Camille s’en va de la maison. Pour commencer, six mois en Nouvelle-Zélande et en Australie. Pour se mesurer au monde et à elle-même, elle pouvait difficilement choisir de plus beaux endroits. Difficile aussi d’aller plus loin, il n’y a pas grand monde au Pôle sud.

Lorsqu’elle reviendra, si elle revient, elle entrera dans la maison, montera immédiatement à droite l’escalier de bois, jusque dans sa chambre. Et même si elle revient, elle sera partie. Elle rapportera dans son baluchon six mois de vie bien à elle.

Il y a eu bien sûr des questions. Comment ça, une année sabbatique? Et tes cours à l’université? Tu pars pourquoi? Connais-tu ton itinéraire? Pour ma part, j’ai eu une seule question. Le reste, c’était de la cuisine.

Camille a toujours été libre dans sa tête. Elle est bourrée de couleurs, qu'elle sort quand elle le désire. Quand elle avait cinq ans environ, je remontais régulièrement dans sa chambre lui choisir deux bas assortis. Si je l’avais laissée aller, elle aurait porté un bas bleu et un brun, un blanc et un rouge, et ainsi de suite. J’ai travaillé pour rien. Depuis ce temps, Camille n’a porté que des bas dépareillés. Dépareillés pour moi, pas pour elle. Je n’ai pas eu besoin de la laisser aller, elle y est allée toute seule.

Quand je l’approche, Camille développe parfois autour d’elle un champ magnétique défensif, une barrière anti-papa. Si je veux lui donner un petit bisou dans les cheveux, elle éloigne la tête. D’autres fois, elle vient se coller, et devient mon “scotch tape”. C’est toujours elle qui décide.

Quand elle est à table, Camille ne s’assoit pas comme les autres. Sa chaise est légèrement en angle, un pied posé sur la chaise voisine. Elle s’assoit à table de la même façon qu’elle porte ses longs foulards et ses couleurs bigarrées. Voilà, c’est moi.
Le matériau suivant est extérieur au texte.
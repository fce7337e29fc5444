//! HTTP middleware components.

pub mod auth;
pub mod logging;
pub mod metrics;
pub mod security_headers;
pub mod trace_id;

pub use auth::require_admin;
pub use metrics::{init_metrics, metrics_handler, metrics_middleware};
pub use security_headers::security_headers_middleware;
pub use trace_id::{trace_id, RequestId, REQUEST_ID_HEADER};
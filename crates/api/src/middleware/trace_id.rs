//! Request tracing middleware.

use axum::{
    body::Body,
    http::{header::HeaderName, HeaderValue, Request},
    middleware::Next,
    response::Response,
};
use tracing::Instrument;
use uuid::Uuid;

/// Header name for request ID.
pub const REQUEST_ID_HEADER: &str = "X-Request-ID";

/// Longest client-supplied request ID that is echoed back.
const MAX_REQUEST_ID_LEN: usize = 128;

/// Request ID stored in request extensions.
#[derive(Debug, Clone)]
pub struct RequestId(pub String);

fn incoming_request_id(req: &Request<Body>) -> Option<String> {
    req.headers()
        .get(REQUEST_ID_HEADER)
        .and_then(|v| v.to_str().ok())
        .map(str::trim)
        .filter(|s| !s.is_empty() && s.len() <= MAX_REQUEST_ID_LEN)
        .map(str::to_string)
}

/// Reuses the caller's `X-Request-ID` or generates a UUID v4, runs the
/// request inside a span carrying it, and echoes it on the response.
pub async fn trace_id(mut req: Request<Body>, next: Next) -> Response {
    let request_id = incoming_request_id(&req).unwrap_or_else(|| Uuid::new_v4().to_string());
    req.extensions_mut().insert(RequestId(request_id.clone()));

    let span = tracing::info_span!(
        "request",
        request_id = %request_id,
        method = %req.method(),
        path = %req.uri().path(),
    );

    let start = std::time::Instant::now();
    let mut response = next.run(req).instrument(span.clone()).await;

    span.in_scope(|| {
        tracing::info!(
            status = response.status().as_u16(),
            duration_ms = start.elapsed().as_millis() as u64,
            "Request completed"
        );
    });

    if let Ok(header_value) = HeaderValue::from_str(&request_id) {
        response
            .headers_mut()
            .insert(HeaderName::from_static("x-request-id"), header_value);
    }

    response
}
//! CLI command definitions and subcommands

use clap::{Parser, Subcommand};
use std::path::PathBuf;

use pathcodec::Coordinate;

/// NavSession - live navigation session runner
#[derive(Parser)]
#[command(
    name = "nav",
    about = "Run live navigation sessions against a routing backend",
    version,
    after_help = "Logs are written to: ~/.local/share/navsession/logs/nav.log"
)]
pub struct Cli {
    /// Path to config file
    #[arg(short, long, global = true, help = "Path to config file")]
    pub config: Option<PathBuf>,

    /// Enable verbose output
    #[arg(short, long, global = true, help = "Enable verbose output")]
    pub verbose: bool,

    /// Subcommand to execute
    #[command(subcommand)]
    pub command: Command,
}

/// CLI subcommands
#[derive(Subcommand)]
pub enum Command {
    /// Run a session against the live routing backend, walking a
    /// simulated position from start to destination
    Run {
        /// Start position as LAT,LON
        #[arg(long, value_parser = parse_coordinate)]
        start: Coordinate,

        /// Destination as LAT,LON
        #[arg(long, value_parser = parse_coordinate)]
        dest: Coordinate,
    },

    /// Run a session fully offline against a canned route
    Simulate {
        /// Start position as LAT,LON
        #[arg(long, value_parser = parse_coordinate)]
        start: Coordinate,

        /// Destination as LAT,LON
        #[arg(long, value_parser = parse_coordinate)]
        dest: Coordinate,
    },

    /// Decode an encoded path string and print its coordinates
    Decode {
        /// Encoded path (defaults to the reference sample)
        path: Option<String>,
    },
}

/// Parse "LAT,LON" into a validated coordinate
pub fn parse_coordinate(value: &str) -> Result<Coordinate, String> {
    let (lat_str, lon_str) = value
        .split_once(',')
        .ok_or_else(|| format!("expected LAT,LON, got '{value}'"))?;

    let lat: f64 = lat_str
        .trim()
        .parse()
        .map_err(|_| format!("invalid latitude '{lat_str}'"))?;
    let lon: f64 = lon_str
        .trim()
        .parse()
        .map_err(|_| format!("invalid longitude '{lon_str}'"))?;

    Coordinate::checked(lat, lon).ok_or_else(|| format!("coordinate ({lat}, {lon}) out of range"))
}

/// Path to the log file
pub fn get_log_path() -> PathBuf {
    dirs::data_local_dir()
        .unwrap_or_else(|| PathBuf::from("."))
        .join("navsession")
        .join("logs")
        .join("nav.log")
}

#[cfg(test)]
mod tests {
    use super::*;

    #[test]
    fn test_parse_coordinate() {
        let c = parse_coordinate("48.8566,2.3522").unwrap();
        assert!((c.lat - 48.8566).abs() < 1e-9);
        assert!((c.lon - 2.3522).abs() < 1e-9);
    }

    #[test]
    fn test_parse_coordinate_with_spaces() {
        let c = parse_coordinate("48.0, 0.2").unwrap();
        assert!((c.lon - 0.2).abs() < 1e-9);
    }

    #[test]
    fn test_parse_coordinate_rejects_bad_input() {
        assert!(parse_coordinate("48.0").is_err());
        assert!(parse_coordinate("abc,def").is_err());
        assert!(parse_coordinate("91.0,0.0").is_err());
        assert!(parse_coordinate("0.0,181.0").is_err());
    }
}
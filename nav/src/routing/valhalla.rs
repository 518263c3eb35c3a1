//! Valhalla routing API client implementation
//!
//! Implements the RouteClient trait against a Valhalla `/route` endpoint:
//! one POST per fetch, trip shape plus the flattened maneuver instructions
//! pulled out of the response.

use async_trait::async_trait;
use pathcodec::Coordinate;
use reqwest::Client;
use serde::Deserialize;
use std::time::Duration;
use tracing::debug;

use super::{RouteClient, RouteError};
use crate::config::RoutingConfig;
use crate::domain::Route;

/// Valhalla routing API client
pub struct ValhallaClient {
    base_url: String,
    costing: String,
    http: Client,
    timeout: Duration,
}

/// Response body subset: trip-level shape plus per-leg maneuver texts
#[derive(Debug, Deserialize)]
struct RouteResponse {
    trip: Trip,
}

#[derive(Debug, Deserialize)]
struct Trip {
    shape: String,
    #[serde(default)]
    legs: Vec<Leg>,
}

#[derive(Debug, Deserialize)]
struct Leg {
    #[serde(default)]
    maneuvers: Vec<Maneuver>,
}

#[derive(Debug, Deserialize)]
struct Maneuver {
    instruction: String,
}

impl ValhallaClient {
    /// Create a new client from configuration
    pub fn from_config(config: &RoutingConfig) -> Result<Self, RouteError> {
        let timeout = Duration::from_millis(config.timeout_ms);

        let http = Client::builder().timeout(timeout).build().map_err(RouteError::Network)?;

        Ok(Self {
            base_url: config.base_url.trim_end_matches('/').to_string(),
            costing: config.costing.clone(),
            http,
            timeout,
        })
    }

    /// Build the request body for the `/route` endpoint
    fn build_request_body(&self, origin: Coordinate, destination: Coordinate) -> serde_json::Value {
        serde_json::json!({
            "locations": [
                { "lat": origin.lat, "lon": origin.lon },
                { "lat": destination.lat, "lon": destination.lon },
            ],
            "costing": self.costing,
        })
    }
}

/// Flatten a response body into a Route
///
/// Legs and maneuvers collapse into one travel-ordered instruction list;
/// the shape string is carried verbatim.
fn parse_route(body: &str) -> Result<Route, RouteError> {
    let response: RouteResponse =
        serde_json::from_str(body).map_err(|e| RouteError::InvalidResponse(e.to_string()))?;

    let instructions = response
        .trip
        .legs
        .into_iter()
        .flat_map(|leg| leg.maneuvers)
        .map(|m| m.instruction)
        .collect();

    Ok(Route::new(response.trip.shape, instructions))
}

#[async_trait]
impl RouteClient for ValhallaClient {
    async fn fetch_route(&self, origin: Coordinate, destination: Coordinate) -> Result<Route, RouteError> {
        let url = format!("{}/route", self.base_url);
        let body = self.build_request_body(origin, destination);

        debug!(%url, origin_lat = origin.lat, origin_lon = origin.lon, "fetch_route: sending request");

        let response = self.http.post(&url).json(&body).send().await.map_err(|e| {
            if e.is_timeout() {
                RouteError::Timeout(self.timeout)
            } else {
                RouteError::Network(e)
            }
        })?;

        let status = response.status();
        let text = response.text().await.map_err(|e| {
            if e.is_timeout() {
                RouteError::Timeout(self.timeout)
            } else {
                RouteError::Network(e)
            }
        })?;

        if !status.is_success() {
            return Err(RouteError::Backend {
                status: status.as_u16(),
                message: text,
            });
        }

        let route = parse_route(&text)?;
        debug!(
            instruction_count = route.instructions.len(),
            shape_len = route.shape.len(),
            "fetch_route: route received"
        );
        Ok(route)
    }
}

#[cfg(test)]
mod tests {
    use super::*;

    const SAMPLE_RESPONSE: &str = r#"{
        "trip": {
            "shape": "_p~iF~ps|U_ulLnnqC_mqNvxq`@",
            "legs": [
                {
                    "maneuvers": [
                        { "instruction": "Turn right" },
                        { "instruction": "Continue for 1 km" }
                    ]
                },
                {
                    "maneuvers": [
                        { "instruction": "Turn left" },
                        { "instruction": "You have arrived" }
                    ]
                }
            ]
        }
    }"#;

    #[test]
    fn test_parse_route_flattens_legs() {
        let route = parse_route(SAMPLE_RESPONSE).unwrap();
        assert_eq!(route.shape, "_p~iF~ps|U_ulLnnqC_mqNvxq`@");
        assert_eq!(route.instructions.len(), 4);
        assert_eq!(route.instructions[0], "Turn right");
        assert_eq!(route.instructions[3], "You have arrived");
    }

    #[test]
    fn test_parse_route_without_legs() {
        let route = parse_route(r#"{"trip":{"shape":"??"}}"#).unwrap();
        assert!(route.instructions.is_empty());
    }

    #[test]
    fn test_parse_route_rejects_garbage() {
        assert!(matches!(
            parse_route("not json"),
            Err(RouteError::InvalidResponse(_))
        ));
        assert!(matches!(
            parse_route(r#"{"no_trip": true}"#),
            Err(RouteError::InvalidResponse(_))
        ));
    }

    #[test]
    fn test_build_request_body() {
        let config = RoutingConfig::default();
        let client = ValhallaClient::from_config(&config).unwrap();
        let body = client.build_request_body(Coordinate::new(48.0061, 0.1996), Coordinate::new(48.0, 0.2));

        assert_eq!(body["costing"], "auto");
        assert_eq!(body["locations"][0]["lat"], 48.0061);
        assert_eq!(body["locations"][1]["lon"], 0.2);
    }

    #[test]
    fn test_base_url_trailing_slash_trimmed() {
        let config = RoutingConfig {
            base_url: "https://valhalla.example.com/".to_string(),
            ..Default::default()
        };
        let client = ValhallaClient::from_config(&config).unwrap();
        assert_eq!(client.base_url, "https://valhalla.example.com");
    }
}
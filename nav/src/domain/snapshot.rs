//! Externally visible session state

use pathcodec::Coordinate;
use serde::Serialize;
use thiserror::Error;

use super::PositionFix;

/// The renderable payload of an active session
///
/// `path` and `instructions` always come from the same route fetch; the
/// controller builds an `ActiveRoute` in one step and publishes it in one
/// snapshot write, so a consumer can never observe an old path paired with
/// new instructions.
#[derive(Debug, Clone, PartialEq, Serialize)]
pub struct ActiveRoute {
    /// Decoded route geometry in travel order
    pub path: Vec<Coordinate>,

    /// Maneuver instruction texts in travel order
    pub instructions: Vec<String>,

    /// The fix whose coordinates were the origin of this route's fetch
    pub anchor: PositionFix,
}

/// Why a session entered the `Error` state
#[derive(Debug, Clone, PartialEq, Error, Serialize)]
pub enum SessionFault {
    /// No position fix arrived within the startup window
    #[error("no position available")]
    NoPosition,

    /// A route fetch failed before any route was ever displayed
    #[error("route fetch failed: {message}")]
    RouteFetch { message: String },

    /// The backend's path string did not decode and there was no prior
    /// route to fall back on
    #[error("malformed route path: {message}")]
    MalformedPath { message: String },

    /// The caller cancelled the session
    #[error("session cancelled")]
    Cancelled,
}

impl SessionFault {
    /// Whether `retry()` can move the session out of this fault
    pub fn is_retryable(&self) -> bool {
        !matches!(self, SessionFault::Cancelled)
    }
}

/// The one piece of state the controller exposes
///
/// Exactly one snapshot is current at any time; a new one is published on
/// every state transition and on nothing else.
#[derive(Debug, Clone, PartialEq, Serialize)]
pub enum SessionSnapshot {
    /// Session created, not yet consuming fixes
    Idle,

    /// First route fetch in flight, nothing to display yet
    Loading,

    /// A route is displayed; remains current across failed refreshes
    Active(ActiveRoute),

    /// Failed; terminal unless the fault is retryable and `retry()` is called
    Error { fault: SessionFault },

    /// Arrived (or the configured completion delay elapsed); terminal
    Finished,
}

impl SessionSnapshot {
    /// Whether this state ends the session outright
    pub fn is_terminal(&self) -> bool {
        match self {
            SessionSnapshot::Finished => true,
            SessionSnapshot::Error { fault } => !fault.is_retryable(),
            _ => false,
        }
    }

    pub fn is_active(&self) -> bool {
        matches!(self, SessionSnapshot::Active(_))
    }

    /// The displayed route, if any
    pub fn active_route(&self) -> Option<&ActiveRoute> {
        match self {
            SessionSnapshot::Active(route) => Some(route),
            _ => None,
        }
    }
}
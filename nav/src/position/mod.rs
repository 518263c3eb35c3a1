//! Position sources
//!
//! A position source emits a live, possibly irregular sequence of fixes.
//! Acquisition concerns (GPS permissions, providers) live behind the
//! trait; the controller only consumes the channel.

mod simulated;

use tokio::sync::mpsc;

use crate::domain::PositionFix;

pub use simulated::SimulatedPositionSource;

/// A live stream of position fixes
///
/// Each `subscribe` call starts a fresh, independent subscription and is
/// how a new session re-subscribes after a prior one ended; a single
/// subscription is not rewindable. Dropping the receiver unsubscribes and
/// doing so more than once is inherently harmless.
pub trait PositionSource: Send + Sync {
    /// Begin a new subscription
    fn subscribe(&self) -> mpsc::Receiver<PositionFix>;
}
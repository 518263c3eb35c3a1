//! Routing backend clients
//!
//! The `RouteClient` trait is the controller's only view of the routing
//! backend; implementations cover the live Valhalla API and a canned
//! offline stand-in.

mod canned;
pub mod client;
mod error;
mod valhalla;

pub use canned::{CannedRouteClient, DEMO_SHAPE};
pub use client::RouteClient;
pub use error::RouteError;
pub use valhalla::ValhallaClient;
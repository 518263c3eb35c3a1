//! Handle to a running navigation session

use tokio::sync::{mpsc, oneshot, watch};
use tracing::debug;
use uuid::Uuid;

use super::SessionCommand;
use crate::domain::SessionSnapshot;

/// Cloneable handle to send commands to a session and read its snapshot
///
/// Reading never blocks the controller: the snapshot lives in a watch
/// cell written only by the controller task.
#[derive(Clone)]
pub struct SessionHandle {
    id: Uuid,
    commands: mpsc::Sender<SessionCommand>,
    snapshots: watch::Receiver<SessionSnapshot>,
}

impl SessionHandle {
    pub(crate) fn new(
        id: Uuid,
        commands: mpsc::Sender<SessionCommand>,
        snapshots: watch::Receiver<SessionSnapshot>,
    ) -> Self {
        Self { id, commands, snapshots }
    }

    /// The session's id, as it appears in logs
    pub fn id(&self) -> Uuid {
        self.id
    }

    /// The current snapshot
    pub fn snapshot(&self) -> SessionSnapshot {
        self.snapshots.borrow().clone()
    }

    /// A watch receiver for observing snapshot changes
    pub fn subscribe(&self) -> watch::Receiver<SessionSnapshot> {
        self.snapshots.clone()
    }

    /// Cancel the session
    ///
    /// Aborts any in-flight fetch, unsubscribes from the position source
    /// and leaves the session in the terminal cancelled error state.
    /// Idempotent: cancelling an already-ended session is a no-op.
    pub async fn cancel(&self) {
        let (reply_tx, reply_rx) = oneshot::channel();
        if self
            .commands
            .send(SessionCommand::Cancel { reply: reply_tx })
            .await
            .is_ok()
        {
            let _ = reply_rx.await;
        } else {
            debug!(session = %self.id, "cancel: session already stopped");
        }
    }

    /// Retry after a recoverable error
    ///
    /// Returns true if the session accepted the retry and moved back to
    /// `Loading`; false if it was not in a retryable error state (or has
    /// already ended).
    pub async fn retry(&self) -> bool {
        let (reply_tx, reply_rx) = oneshot::channel();
        if self
            .commands
            .send(SessionCommand::Retry { reply: reply_tx })
            .await
            .is_err()
        {
            debug!(session = %self.id, "retry: session already stopped");
            return false;
        }
        reply_rx.await.unwrap_or(false)
    }
}
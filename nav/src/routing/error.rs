//! Route fetch error types

use std::time::Duration;
use thiserror::Error;

/// Errors that can occur while fetching a route
///
/// The session controller treats every variant uniformly as "fetch
/// failed"; the distinctions exist for logging and for callers that talk
/// to a backend directly.
#[derive(Debug, Error)]
pub enum RouteError {
    #[error("route request timed out after {0:?}")]
    Timeout(Duration),

    #[error("network error: {0}")]
    Network(#[from] reqwest::Error),

    #[error("routing backend returned {status}: {message}")]
    Backend { status: u16, message: String },

    #[error("invalid response: {0}")]
    InvalidResponse(String),
}

impl RouteError {
    /// Whether a later attempt with the same inputs could succeed
    pub fn is_retryable(&self) -> bool {
        match self {
            RouteError::Timeout(_) => true,
            RouteError::Network(_) => true,
            RouteError::Backend { status, .. } => *status >= 500,
            RouteError::InvalidResponse(_) => false,
        }
    }
}
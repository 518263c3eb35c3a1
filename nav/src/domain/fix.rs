//! Position fix type

use chrono::{DateTime, Utc};
use pathcodec::Coordinate;
use serde::{Deserialize, Serialize};

/// One reported position sample from a position source
///
/// The controller never mutates a fix, only compares successive ones.
/// `seq` is the source's emission order; sources must assign it
/// monotonically per subscription.
#[derive(Debug, Clone, PartialEq, Serialize, Deserialize)]
pub struct PositionFix {
    /// Reported position
    pub coordinate: Coordinate,

    /// Estimated horizontal accuracy in meters, when the source reports one
    pub accuracy_m: Option<f64>,

    /// Emission order within the subscription
    pub seq: u64,

    /// When the fix was produced
    pub at: DateTime<Utc>,
}

impl PositionFix {
    /// Create a fix stamped with the current time
    pub fn new(coordinate: Coordinate, accuracy_m: Option<f64>, seq: u64) -> Self {
        Self {
            coordinate,
            accuracy_m,
            seq,
            at: Utc::now(),
        }
    }

    /// Great-circle distance to another fix in meters
    pub fn distance_m(&self, other: &PositionFix) -> f64 {
        self.coordinate.distance_m(&other.coordinate)
    }
}
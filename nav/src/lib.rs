//! NavSession - Live Navigation Session Controller
//!
//! Takes a stream of position fixes and a fixed destination, decides when
//! a new route must be fetched from a routing backend, decodes the
//! backend's compact path encoding, keeps the maneuver instruction list in
//! sync with the active route, and detects completion. The whole session
//! state is published as a single snapshot through a watch cell.
//!
//! # Core Concepts
//!
//! - **Replace, never patch**: a route is superseded wholesale; consumers
//!   never see an old path paired with new instructions
//! - **Known-good anchor**: reroute drift is measured from the fix that
//!   produced the displayed route, updated only on fetch success
//! - **Stale-while-revalidate**: a failed refresh keeps the displayed
//!   route; a transient network error never interrupts navigation
//! - **At most one fetch in flight**: a newer qualifying fix cancels the
//!   outstanding fetch outright
//!
//! # Modules
//!
//! - [`session`] - the controller actor and its handle
//! - [`routing`] - `RouteClient` trait, Valhalla and canned implementations
//! - [`position`] - `PositionSource` trait and the simulated walk source
//! - [`policy`] - pure reroute/arrival decision functions
//! - [`domain`] - fixes, routes, snapshots
//! - [`config`] - configuration types and loading
//! - [`cli`] - command-line interface

pub mod cli;
pub mod config;
pub mod domain;
pub mod policy;
pub mod position;
pub mod routing;
pub mod session;

// Re-export commonly used types
pub use config::{CompletionMode, Config, RoutingConfig, SessionConfig, SimulationConfig};
pub use domain::{ActiveRoute, PositionFix, Route, SessionFault, SessionSnapshot};
pub use pathcodec::Coordinate;
pub use position::{PositionSource, SimulatedPositionSource};
pub use routing::{CannedRouteClient, RouteClient, RouteError, ValhallaClient};
pub use session::{NavigationSession, SessionHandle};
Vers l’âge de 12 ans, Camille refuse un soir de manger du poulet. Le lendemain, elle refuse le spaghetti. Le surlendemain, le hamburger. Il nous a fallu deux semaines pour comprendre, elle a décidé de devenir végétarienne. Même les chips ont été tassés par les yogourts. Cela a duré quelques mois. Camille a perdu 35 livres. Plus tard, elle a cessé de porter des vêtements à manches longues et les pantalons longs durant les chaleurs d’été.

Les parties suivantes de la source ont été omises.